## [TRY IT]
Below is a block of records; repeat each one exactly.

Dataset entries

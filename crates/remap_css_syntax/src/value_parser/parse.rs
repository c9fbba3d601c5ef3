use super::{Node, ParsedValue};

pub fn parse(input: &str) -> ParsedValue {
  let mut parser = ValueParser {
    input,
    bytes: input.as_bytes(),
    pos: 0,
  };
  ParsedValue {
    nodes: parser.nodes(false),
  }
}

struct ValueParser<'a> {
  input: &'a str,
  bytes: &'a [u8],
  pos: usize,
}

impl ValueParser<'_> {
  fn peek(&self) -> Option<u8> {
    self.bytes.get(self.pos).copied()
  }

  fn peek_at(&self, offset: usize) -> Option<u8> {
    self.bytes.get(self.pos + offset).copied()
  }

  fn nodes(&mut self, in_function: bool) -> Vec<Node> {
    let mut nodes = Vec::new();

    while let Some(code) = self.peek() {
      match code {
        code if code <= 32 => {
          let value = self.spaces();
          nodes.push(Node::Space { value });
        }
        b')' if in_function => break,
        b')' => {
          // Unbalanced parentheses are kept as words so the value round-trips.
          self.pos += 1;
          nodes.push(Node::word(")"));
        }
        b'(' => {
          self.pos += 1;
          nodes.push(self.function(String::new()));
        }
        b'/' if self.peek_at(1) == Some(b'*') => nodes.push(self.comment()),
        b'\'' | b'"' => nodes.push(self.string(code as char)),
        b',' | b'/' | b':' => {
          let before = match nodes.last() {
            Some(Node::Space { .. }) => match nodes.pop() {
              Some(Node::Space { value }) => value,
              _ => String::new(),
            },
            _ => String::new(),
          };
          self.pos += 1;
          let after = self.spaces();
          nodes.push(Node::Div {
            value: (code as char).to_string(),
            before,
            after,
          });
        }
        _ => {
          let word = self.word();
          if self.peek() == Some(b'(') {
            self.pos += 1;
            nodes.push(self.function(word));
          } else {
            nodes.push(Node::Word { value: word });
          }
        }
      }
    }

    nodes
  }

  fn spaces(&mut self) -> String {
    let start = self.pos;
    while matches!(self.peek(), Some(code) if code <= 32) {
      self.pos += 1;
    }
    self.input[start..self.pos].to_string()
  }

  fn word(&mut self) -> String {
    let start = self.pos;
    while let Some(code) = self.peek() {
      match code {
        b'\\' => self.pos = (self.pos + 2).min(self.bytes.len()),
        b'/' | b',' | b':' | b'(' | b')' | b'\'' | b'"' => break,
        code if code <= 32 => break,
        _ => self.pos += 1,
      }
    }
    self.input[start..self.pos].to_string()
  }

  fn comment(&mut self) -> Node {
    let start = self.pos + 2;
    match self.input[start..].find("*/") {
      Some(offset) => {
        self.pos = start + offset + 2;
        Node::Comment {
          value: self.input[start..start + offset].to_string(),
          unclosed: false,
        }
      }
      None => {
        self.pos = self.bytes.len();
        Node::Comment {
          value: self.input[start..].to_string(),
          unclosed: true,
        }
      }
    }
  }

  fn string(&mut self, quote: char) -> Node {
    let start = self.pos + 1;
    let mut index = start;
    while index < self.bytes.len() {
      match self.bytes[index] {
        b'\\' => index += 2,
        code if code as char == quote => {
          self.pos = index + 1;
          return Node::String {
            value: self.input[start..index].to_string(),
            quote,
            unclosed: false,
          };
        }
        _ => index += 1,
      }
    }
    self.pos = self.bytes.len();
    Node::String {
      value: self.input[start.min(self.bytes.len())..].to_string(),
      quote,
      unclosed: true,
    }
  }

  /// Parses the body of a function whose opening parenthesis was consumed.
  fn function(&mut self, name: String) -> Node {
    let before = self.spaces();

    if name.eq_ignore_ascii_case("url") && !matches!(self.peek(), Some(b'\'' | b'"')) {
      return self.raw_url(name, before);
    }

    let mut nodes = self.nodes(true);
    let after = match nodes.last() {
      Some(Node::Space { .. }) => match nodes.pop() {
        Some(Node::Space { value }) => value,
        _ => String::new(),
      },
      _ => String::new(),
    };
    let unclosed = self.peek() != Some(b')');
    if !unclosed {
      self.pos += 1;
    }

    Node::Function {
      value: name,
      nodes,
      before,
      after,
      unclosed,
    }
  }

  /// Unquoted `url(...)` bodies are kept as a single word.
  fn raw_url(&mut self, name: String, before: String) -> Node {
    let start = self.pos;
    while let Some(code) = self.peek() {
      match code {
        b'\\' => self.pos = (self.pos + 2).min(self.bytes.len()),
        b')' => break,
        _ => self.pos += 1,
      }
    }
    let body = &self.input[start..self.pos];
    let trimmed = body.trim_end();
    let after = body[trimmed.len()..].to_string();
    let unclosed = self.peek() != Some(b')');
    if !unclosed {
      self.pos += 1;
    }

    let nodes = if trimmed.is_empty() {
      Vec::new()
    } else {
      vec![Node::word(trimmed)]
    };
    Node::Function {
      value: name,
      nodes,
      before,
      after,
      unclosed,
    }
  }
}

## [ANSWER]
filename crates/remap_css_syntax/src/value_parser/parse.rs
repository c9fbba3d601c5ef3
use super::{Node, ParsedValue};

pub fn parse(input: &str) -> ParsedValue {
  let mut parser = ValueParser {
    input,
    bytes: input.as_bytes(),
    pos: 0,
  };
  ParsedValue {
    nodes: parser.nodes(false),
  }
}

struct ValueParser<'a> {
  input: &'a str,
  bytes: &'a [u8],
  pos: usize,
}

impl ValueParser<'_> {
  fn peek(&self) -> Option<u8> {
    self.bytes.get(self.pos).copied()
  }

  fn peek_at(&self, offset: usize) -> Option<u8> {
    self.bytes.get(self.pos + offset).copied()
  }

  fn nodes(&mut self, in_function: bool) -> Vec<Node> {
    let mut nodes = Vec::new();

    while let Some(code) = self.peek() {
      match code {
        code if code <= 32 => {
          let value = self.spaces();
          nodes.push(Node::Space { value });
        }
        b')' if in_function => break,
        b')' => {
          // Unbalanced parentheses are kept as words so the value round-trips.
          self.pos += 1;
          nodes.push(Node::word(")"));
        }
        b'(' => {
          self.pos += 1;
          nodes.push(self.function(String::new()));
        }
        b'/' if self.peek_at(1) == Some(b'*') => nodes.push(self.comment()),
        b'\'' | b'"' => nodes.push(self.string(code as char)),
        b',' | b'/' | b':' => {
          let before = match nodes.last() {
            Some(Node::Space { .. }) => match nodes.pop() {
              Some(Node::Space { value }) => value,
              _ => String::new(),
            },
            _ => String::new(),
          };
          self.pos += 1;
          let after = self.spaces();
          nodes.push(Node::Div {
            value: (code as char).to_string(),
            before,
            after,
          });
        }
        _ => {
          let word = self.word();
          if self.peek() == Some(b'(') {
            self.pos += 1;
            nodes.push(self.function(word));
          } else {
            nodes.push(Node::Word { value: word });
          }
        }
      }
    }

    nodes
  }

  fn spaces(&mut self) -> String {
    let start = self.pos;
    while matches!(self.peek(), Some(code) if code <= 32) {
      self.pos += 1;
    }
    self.input[start..self.pos].to_string()
  }

  fn word(&mut self) -> String {
    let start = self.pos;
    while let Some(code) = self.peek() {
      match code {
        b'\\' => self.pos = (self.pos + 2).min(self.bytes.len()),
        b'/' | b',' | b':' | b'(' | b')' | b'\'' | b'"' => break,
        code if code <= 32 => break,
        _ => self.pos += 1,
      }
    }
    self.input[start..self.pos].to_string()
  }

  fn comment(&mut self) -> Node {
    let start = self.pos + 2;
    match self.input[start..].find("*/") {
      Some(offset) => {
        self.pos = start + offset + 2;
        Node::Comment {
          value: self.input[start..start + offset].to_string(),
          unclosed: false,
        }
      }
      None => {
        self.pos = self.bytes.len();
        Node::Comment {
          value: self.input[start..].to_string(),
          unclosed: true,
        }
      }
    }
  }

  fn string(&mut self, quote: char) -> Node {
    let start = self.pos + 1;
    let mut index = start;
    while index < self.bytes.len() {
      match self.bytes[index] {
        b'\\' => index += 2,
        code if code as char == quote => {
          self.pos = index + 1;
          return Node::String {
            value: self.input[start..index].to_string(),
            quote,
            unclosed: false,
          };
        }
        _ => index += 1,
      }
    }
    self.pos = self.bytes.len();
    Node::String {
      value: self.input[start.min(self.bytes.len())..].to_string(),
      quote,
      unclosed: true,
    }
  }

  /// Parses the body of a function whose opening parenthesis was consumed.
  fn function(&mut self, name: String) -> Node {
    let before = self.spaces();

    if name.eq_ignore_ascii_case("url") && !matches!(self.peek(), Some(b'\'' | b'"')) {
      return self.raw_url(name, before);
    }

    let mut nodes = self.nodes(true);
    let after = match nodes.last() {
      Some(Node::Space { .. }) => match nodes.pop() {
        Some(Node::Space { value }) => value,
        _ => String::new(),
      },
      _ => String::new(),
    };
    let unclosed = self.peek() != Some(b')');
    if !unclosed {
      self.pos += 1;
    }

    Node::Function {
      value: name,
      nodes,
      before,
      after,
      unclosed,
    }
  }

  /// Unquoted `url(...)` bodies are kept as a single word.
  fn raw_url(&mut self, name: String, before: String) -> Node {
    let start = self.pos;
    while let Some(code) = self.peek() {
      match code {
        b'\\' => self.pos = (self.pos + 2).min(self.bytes.len()),
        b')' => break,
        _ => self.pos += 1,
      }
    }
    let body = &self.input[start..self.pos];
    let trimmed = body.trim_end();
    let after = body[trimmed.len()..].to_string();
    let unclosed = self.peek() != Some(b')');
    if !unclosed {
      self.pos += 1;
    }

    let nodes = if trimmed.is_empty() {
      Vec::new()
    } else {
      vec![Node::word(trimmed)]
    };
    Node::Function {
      value: name,
      nodes,
      before,
      after,
      unclosed,
    }
  }
}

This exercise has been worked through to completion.